▶ [Exercise objective]:
In the entries below, find the line with "pub fn open(path: &Path)" and the line with "pub fn resolve(&self, terminal: &str)". Return those two lines and all lines between them, exactly.

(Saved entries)
________________
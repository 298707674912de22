//! Terminal-to-site resolution.
//!
//! A terminal identifier is matched by substring against the camera names in
//! the DVR inventory database; the joined site row gives the site name the
//! target app's dashboard search understands. Exactly-one is the only good
//! outcome: zero rows is a clean "not found", more than one is an error the
//! caller must not guess around.

use std::env;
use std::path::Path;

use rusqlite::Connection;
use tracing::debug;

use crate::errors::AutomationError;

/// Environment variable naming the DVR inventory database.
pub const DB_PATH_ENV: &str = "AUTOVID_DB_PATH";

const SITE_QUERY: &str = "SELECT B.SiteName \
     FROM DvrCameras AS A \
     LEFT JOIN Sites AS B ON A.Dvr_ID = B.ID \
     WHERE A.Name LIKE '%' || ?1 || '%'";

#[derive(Debug)]
pub struct SiteResolver {
    conn: Connection,
}

impl SiteResolver {
    /// Fails fast with `Configuration` before any query when the environment
    /// does not name a database.
    pub fn from_env() -> Result<Self, AutomationError> {
        let path = env::var(DB_PATH_ENV).map_err(|_| {
            AutomationError::Configuration(format!(
                "required environment variable {DB_PATH_ENV} is not set"
            ))
        })?;
        Self::open(Path::new(&path))
    }

    pub fn open(path: &Path) -> Result<Self, AutomationError> {
        if !path.exists() {
            return Err(AutomationError::Configuration(format!(
                "site database does not exist: {}",
                path.display()
            )));
        }
        Ok(Self {
            conn: Connection::open(path)?,
        })
    }

    pub fn with_connection(conn: Connection) -> Self {
        Self { conn }
    }

    /// Resolve one terminal identifier to its site name.
    ///
    /// Zero matches is `Ok(None)`; more than one fails with `AmbiguousMatch`
    /// carrying the count. The single-row site name comes back trimmed.
    pub fn resolve(&self, terminal: &str) -> Result<Option<String>, AutomationError> {
        debug!(terminal, "resolving terminal to site");
        let mut stmt = self.conn.prepare(SITE_QUERY)?;
        let names: Vec<Option<String>> = stmt
            .query_map([terminal], |row| row.get::<_, Option<String>>(0))?
            .collect::<Result<_, _>>()?;

        match names.len() {
            0 => Ok(None),
            1 => Ok(names
                .into_iter()
                .next()
                .flatten()
                .map(|name| name.trim().to_string())),
            count => Err(AutomationError::AmbiguousMatch {
                terminal: terminal.to_string(),
                count,
            }),
        }
    }

    /// Batch resolution is not supported; callers resolve one terminal per
    /// task.
    pub fn resolve_many(&self, _terminals: &[&str]) -> Result<Vec<String>, AutomationError> {
        Err(AutomationError::NotImplemented(
            "batch terminal resolution".to_string(),
        ))
    }
}
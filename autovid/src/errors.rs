use std::path::PathBuf;

use thiserror::Error;

#[derive(Error, Debug)]
pub enum AutomationError {
    #[error("Configuration error: {0}")]
    Configuration(String),

    #[error("Not implemented: {0}")]
    NotImplemented(String),

    #[error("No site matches terminal '{0}'")]
    SiteNotFound(String),

    #[error("Terminal '{terminal}' matched {count} sites, expected exactly one")]
    AmbiguousMatch { terminal: String, count: usize },

    #[error("Database error: {0}")]
    Database(#[from] rusqlite::Error),

    #[error("Executable not found at: {0}")]
    ExecutableNotFound(PathBuf),

    #[error("Application did not quiesce within {0:?}")]
    LaunchTimeout(std::time::Duration),

    #[error("Element not found: {0}")]
    ElementNotFound(String),

    #[error("No recorded video for the requested range: {0}")]
    VideoNotFound(String),

    #[error("Output directory does not exist: {0}")]
    OutputDirectoryMissing(PathBuf),

    #[error("File already exists and overwrite is disabled: {0}")]
    FileExists(PathBuf),

    #[error("Aborted by operator")]
    Aborted,

    #[error("Failed to terminate application process: {0}")]
    TerminationFailed(String),

    #[error("Platform-specific error: {0}")]
    PlatformError(String),

    #[error("Invalid argument: {0}")]
    InvalidArgument(String),
}

impl AutomationError {
    /// Transient lookup failures are the only errors the navigator retries;
    /// everything else escalates immediately.
    pub fn is_transient(&self) -> bool {
        matches!(self, AutomationError::ElementNotFound(_))
    }
}
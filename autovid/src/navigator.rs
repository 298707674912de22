//! Lookup-and-act operations against the target application.
//!
//! Every operation follows the same shape: wait for the app to quiesce,
//! re-walk the control path from the main window, act. Lookup failures are
//! transient (the UI may still be rendering) and are retried under a
//! per-operation policy; any other failure escalates immediately.

use std::path::{Path, PathBuf};
use std::sync::Arc;
use std::thread;
use std::time::Duration;

use chrono::NaiveDateTime;
use tracing::{debug, warn};

use crate::errors::AutomationError;
use crate::paths;
use crate::tree::{has_descendant_titled, resolve, resolve_all, resolve_rel, UiNode, UiTree};

/// Ctrl+A then Backspace: text entry always clears stale content first.
const CLEAR_KEYS: &str = "^a{BACKSPACE}";

/// How deep to look for the "Video not found" indicator.
const VIDEO_NOT_FOUND_DEPTH: usize = 3;

#[derive(Debug, Clone, Copy, PartialEq, Eq)]
pub struct RetryPolicy {
    pub attempts: u32,
    pub delay: Duration,
}

impl RetryPolicy {
    pub const fn new(attempts: u32, delay: Duration) -> Self {
        Self { attempts, delay }
    }
}

/// Per-operation retry bounds, tuned to how slow each part of the UI is to
/// render. The defaults are the production constants.
#[derive(Debug, Clone, Copy, PartialEq, Eq)]
pub struct Policies {
    pub login: RetryPolicy,
    pub reset: RetryPolicy,
    pub select_site: RetryPolicy,
    pub select_camera: RetryPolicy,
    pub video_view: RetryPolicy,
    pub export: RetryPolicy,
    pub save_image: RetryPolicy,
    /// Unit for the short fixed settle pauses between clicks.
    pub pause_unit: Duration,
}

impl Default for Policies {
    fn default() -> Self {
        Self {
            login: RetryPolicy::new(5, Duration::from_secs(5)),
            reset: RetryPolicy::new(3, Duration::from_secs(5)),
            select_site: RetryPolicy::new(2, Duration::from_secs(2)),
            select_camera: RetryPolicy::new(3, Duration::from_secs(1)),
            video_view: RetryPolicy::new(3, Duration::from_secs(15)),
            export: RetryPolicy::new(3, Duration::from_secs(10)),
            save_image: RetryPolicy::new(3, Duration::from_secs(1)),
            pause_unit: Duration::from_secs(1),
        }
    }
}

/// Retry `op` under `policy`, but only for transient lookup failures.
fn with_retry<T>(
    policy: RetryPolicy,
    name: &str,
    mut op: impl FnMut() -> Result<T, AutomationError>,
) -> Result<T, AutomationError> {
    let mut attempt = 1;
    loop {
        match op() {
            Ok(value) => return Ok(value),
            Err(err) if err.is_transient() && attempt < policy.attempts => {
                warn!(
                    "retrying {name} in {:?} (attempt {attempt}/{}) after: {err}",
                    policy.delay, policy.attempts
                );
                thread::sleep(policy.delay);
                attempt += 1;
            }
            Err(err) => return Err(err),
        }
    }
}

/// The fixed set of workflow operations the controller sequences.
pub trait Navigate {
    fn login(&self) -> Result<(), AutomationError>;
    fn reset_state(&self) -> Result<(), AutomationError>;
    fn select_site(&self, site: &str) -> Result<(), AutomationError>;
    fn select_camera(&self, camera: &str) -> Result<(), AutomationError>;
    fn set_time_range(
        &self,
        center: NaiveDateTime,
        lookback: chrono::Duration,
    ) -> Result<(), AutomationError>;
    fn click_recorded(&self) -> Result<(), AutomationError>;
    fn open_video_view(&self) -> Result<(), AutomationError>;
    fn open_export_menu(&self) -> Result<(), AutomationError>;
    /// Drive the save-image dialog. Returns the path the image lands at,
    /// `<outdir>/<name>.jpg`, reusing the dialog's auto-generated name when
    /// none is supplied.
    fn save_image(
        &self,
        outdir: &Path,
        name: Option<&str>,
        overwrite: bool,
    ) -> Result<PathBuf, AutomationError>;
}

pub struct Navigator {
    tree: Arc<dyn UiTree>,
    policies: Policies,
}

impl Navigator {
    pub fn new(tree: Arc<dyn UiTree>) -> Self {
        Self::with_policies(tree, Policies::default())
    }

    pub fn with_policies(tree: Arc<dyn UiTree>, policies: Policies) -> Self {
        Self { tree, policies }
    }

    fn pause(&self, units: u32) {
        thread::sleep(self.policies.pause_unit * units);
    }

    /// Phase one of reset: close every open review tab, then collapse the
    /// per-camera workspace nodes via their context menu.
    fn clear_tabs(&self, window: &dyn UiNode) -> Result<(), AutomationError> {
        self.tree.quiesce()?;
        let video_tab = resolve(window, &paths::VIDEO_TAB)?;
        video_tab.click()?;

        for tab in resolve_all(window, &paths::OPEN_VIDEO_TABS)? {
            window.set_focus()?;
            let close = resolve_rel(tab.as_ref(), "tab close button", &[paths::REL_TAB_CLOSE])?;
            close.click()?;
            self.pause(1);
        }

        let workspace_tab = resolve(window, &paths::WORKSPACE_TAB)?;
        workspace_tab.click()?;

        self.tree.quiesce()?;
        for node in resolve_all(window, &paths::OPEN_WORKSPACES)? {
            let menu = resolve_rel(
                node.as_ref(),
                "workspace node menu",
                &[paths::REL_WORKSPACE_MENU],
            )?;
            menu.click()?;
            node.set_focus()?;
            // Fourth context-menu entry collapses the workspace.
            node.send_keys("{DOWN}{DOWN}{DOWN}{DOWN}{ENTER}")?;
            self.pause(1);
        }
        Ok(())
    }

    /// Phase two of reset: empty the dashboard search box and, if the results
    /// menu is open, step through it to its clear action.
    fn clear_dashboard(&self, window: &dyn UiNode) -> Result<(), AutomationError> {
        self.tree.quiesce()?;
        window.set_focus()?;
        resolve(window, &paths::DASHBOARD_TAB)?.click()?;

        let search_box = resolve(window, &paths::SEARCH_BOX)?;
        if search_box.is_visible()? {
            window.set_focus()?;
            search_box.click()?;
            search_box.send_keys(CLEAR_KEYS)?;
        }

        let cards_menu = resolve(window, &paths::CARDS_MENU)?;
        if cards_menu.is_visible()? {
            window.set_focus()?;
            cards_menu.click()?;
            self.pause(1);
            cards_menu.send_keys("{DOWN}{DOWN}{ENTER}")?;
        }
        Ok(())
    }
}

impl Navigate for Navigator {
    fn login(&self) -> Result<(), AutomationError> {
        with_retry(self.policies.login, "login", || {
            self.tree.quiesce()?;
            let window = self.tree.main_window()?;
            window.set_focus()?;
            let button = resolve(window.as_ref(), &paths::LOGIN_BUTTON)?;
            if button.is_visible()? {
                button.click()?;
            }
            Ok(())
        })
    }

    fn reset_state(&self) -> Result<(), AutomationError> {
        // The two phases are retried independently; a stale tab left by a
        // previous run must not cost the dashboard its cleanup attempts.
        with_retry(self.policies.reset, "reset: clear tabs", || {
            let window = self.tree.main_window()?;
            self.clear_tabs(window.as_ref())
        })?;
        with_retry(self.policies.reset, "reset: clear dashboard", || {
            let window = self.tree.main_window()?;
            self.clear_dashboard(window.as_ref())
        })
    }

    fn select_site(&self, site: &str) -> Result<(), AutomationError> {
        with_retry(self.policies.select_site, "select site", || {
            self.tree.quiesce()?;
            let window = self.tree.main_window()?;

            let search_box = resolve(window.as_ref(), &paths::SEARCH_BOX)?;
            search_box.send_keys(&format!("{CLEAR_KEYS}{site}{{ENTER}}"))?;

            let results = resolve_all(window.as_ref(), &paths::SITE_RESULTS)?;
            if results.len() != 1 {
                return Err(AutomationError::ElementNotFound(format!(
                    "site '{site}' returned {} results, expected exactly one",
                    results.len()
                )));
            }

            let expander = resolve_rel(
                results[0].as_ref(),
                "site result expander",
                &[paths::REL_SITE_EXPANDER],
            )?;
            resolve_rel(
                expander.as_ref(),
                "site expand toggle",
                &[paths::REL_SITE_TOGGLE],
            )?
            .toggle()?;
            resolve_rel(
                expander.as_ref(),
                "request video entry",
                paths::REL_REQUEST_VIDEO,
            )?
            .click()?;
            Ok(())
        })
    }

    fn select_camera(&self, camera: &str) -> Result<(), AutomationError> {
        with_retry(self.policies.select_camera, "select camera", || {
            self.tree.quiesce()?;
            let window = self.tree.main_window()?;

            let camera_box = resolve(window.as_ref(), &paths::CAMERA_SEARCH_BOX)?;
            camera_box.send_keys(&format!("{CLEAR_KEYS}{camera}{{ENTER}}"))?;

            self.tree.quiesce()?;
            let result = resolve(window.as_ref(), &paths::CAMERA_FIRST_RESULT)?;
            window.set_focus()?;
            result.click()
        })
    }

    fn set_time_range(
        &self,
        center: NaiveDateTime,
        lookback: chrono::Duration,
    ) -> Result<(), AutomationError> {
        self.tree.quiesce()?;
        let range_text = format!(
            "{} to {}",
            (center - lookback).format("%x %H:%M"),
            (center + lookback).format("%x %H:%M")
        );
        debug!(range = %range_text, "entering time range");

        let window = self.tree.main_window()?;
        let date_box = resolve(window.as_ref(), &paths::DATE_RANGE_BOX)?;
        date_box.set_focus()?;
        date_box.click()?;
        date_box.send_keys(&format!("{CLEAR_KEYS}{range_text}{{SPACE}}{{BACKSPACE}}"))?;

        // A second nudge commits the field; without it the box sometimes
        // keeps the previous range.
        date_box.click()?;
        date_box.set_focus()?;
        date_box.send_keys("{SPACE}{BACKSPACE}")
    }

    fn click_recorded(&self) -> Result<(), AutomationError> {
        self.tree.quiesce()?;
        self.pause(2);
        let window = self.tree.main_window()?;
        let button = resolve(window.as_ref(), &paths::RECORDED_BUTTON)?;
        button.set_focus()?;
        button.click()
    }

    fn open_video_view(&self) -> Result<(), AutomationError> {
        with_retry(self.policies.video_view, "open video view", || {
            self.tree.quiesce()?;
            let window = self.tree.main_window()?;

            if has_descendant_titled(
                window.as_ref(),
                paths::VIDEO_NOT_FOUND_TITLE,
                VIDEO_NOT_FOUND_DEPTH,
            )? {
                return Err(AutomationError::VideoNotFound(
                    "target app reports no footage for the requested range".to_string(),
                ));
            }

            self.tree.quiesce()?;
            let player = resolve(window.as_ref(), &paths::DVR_PLAYER)?;
            player.set_focus()?;
            player.send_keys("{SPACE}")?;

            resolve(window.as_ref(), &paths::SKIP_TO_START_BUTTON)?.click()
        })
    }

    fn open_export_menu(&self) -> Result<(), AutomationError> {
        with_retry(self.policies.export, "open export menu", || {
            self.tree.quiesce()?;
            let window = self.tree.main_window()?;

            let player = resolve(window.as_ref(), &paths::DVR_PLAYER)?;
            let menu = resolve(window.as_ref(), &paths::EXPORT_MENU)?;
            player.set_focus()?;
            menu.click()?;

            self.tree.quiesce()?;
            let popup = self.tree.popup()?;
            resolve_rel(
                popup.as_ref(),
                "export image item",
                &[paths::REL_EXPORT_IMAGE_ITEM],
            )?
            .click()
        })
    }

    fn save_image(
        &self,
        outdir: &Path,
        name: Option<&str>,
        overwrite: bool,
    ) -> Result<PathBuf, AutomationError> {
        if !outdir.exists() {
            return Err(AutomationError::OutputDirectoryMissing(outdir.to_path_buf()));
        }

        with_retry(self.policies.save_image, "save image", || {
            self.tree.quiesce()?;
            let window = self.tree.main_window()?;

            let name_box = resolve(window.as_ref(), &paths::SAVE_IMAGE_NAME_BOX)?;
            let file_name = match name {
                Some(given) => given.to_string(),
                // Reuse the dialog's auto-generated name.
                None => name_box.text()?,
            };

            let destination = outdir.join(format!("{file_name}.jpg"));
            if destination.exists() && !overwrite {
                return Err(AutomationError::FileExists(destination));
            }

            // Tabbing through the dialog is faster than resolving every
            // field, at the cost of depending on its tab order.
            let dialog = resolve(window.as_ref(), &paths::SAVE_IMAGE_DIALOG)?;
            dialog.set_focus()?;
            dialog.send_keys(&format!(
                "{{TAB}}{{TAB}}{CLEAR_KEYS}{file_name}{{TAB}}{{DOWN}}{{DOWN}}\
                 {{TAB}}{CLEAR_KEYS}{}{{TAB}}{{TAB}}{{SPACE}}{{TAB}}{{TAB}}{{TAB}}{{ENTER}}",
                outdir.display()
            ))?;

            // Accept the overwrite confirmation when the target app raises
            // one; its absence is the common case and not an error.
            match self.tree.popup() {
                Ok(popup) => {
                    let yes = resolve_rel(
                        popup.as_ref(),
                        "overwrite confirmation",
                        paths::REL_OVERWRITE_YES,
                    );
                    if let Ok(yes) = yes {
                        if yes.is_visible()? {
                            yes.click()?;
                        }
                    }
                }
                Err(AutomationError::ElementNotFound(_)) => {}
                Err(err) => return Err(err),
            }

            Ok(destination)
        })
    }
}

#[cfg(test)]
mod policy_tests {
    use super::*;

    #[test]
    fn default_policies_match_production_constants() {
        let p = Policies::default();
        assert_eq!(p.login, RetryPolicy::new(5, Duration::from_secs(5)));
        assert_eq!(p.reset, RetryPolicy::new(3, Duration::from_secs(5)));
        assert_eq!(p.select_site, RetryPolicy::new(2, Duration::from_secs(2)));
        assert_eq!(p.select_camera, RetryPolicy::new(3, Duration::from_secs(1)));
        assert_eq!(p.video_view, RetryPolicy::new(3, Duration::from_secs(15)));
        assert_eq!(p.export, RetryPolicy::new(3, Duration::from_secs(10)));
        assert_eq!(p.save_image, RetryPolicy::new(3, Duration::from_secs(1)));
    }

    #[test]
    fn retry_stops_on_non_transient_error() {
        let mut calls = 0;
        let result: Result<(), _> = with_retry(
            RetryPolicy::new(5, Duration::ZERO),
            "op",
            || {
                calls += 1;
                Err(AutomationError::Aborted)
            },
        );
        assert!(matches!(result, Err(AutomationError::Aborted)));
        assert_eq!(calls, 1);
    }

    #[test]
    fn retry_exhausts_transient_errors() {
        let mut calls = 0;
        let result: Result<(), _> = with_retry(
            RetryPolicy::new(4, Duration::ZERO),
            "op",
            || {
                calls += 1;
                Err(AutomationError::ElementNotFound("gone".to_string()))
            },
        );
        assert!(matches!(result, Err(AutomationError::ElementNotFound(_))));
        assert_eq!(calls, 4);
    }
}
________________
▶ [Output of the task]:
    pub fn open(path: &Path) -> Result<Self, AutomationError> {
        if !path.exists() {
            return Err(AutomationError::Configuration(format!(
                "site database does not exist: {}",
                path.display()
            )));
        }
        Ok(Self {
            conn: Connection::open(path)?,
        })
    }

    pub fn with_connection(conn: Connection) -> Self {
        Self { conn }
    }

    /// Resolve one terminal identifier to its site name.
    ///
    /// Zero matches is `Ok(None)`; more than one fails with `AmbiguousMatch`
    /// carrying the count. The single-row site name comes back trimmed.
    pub fn resolve(&self, terminal: &str) -> Result<Option<String>, AutomationError> {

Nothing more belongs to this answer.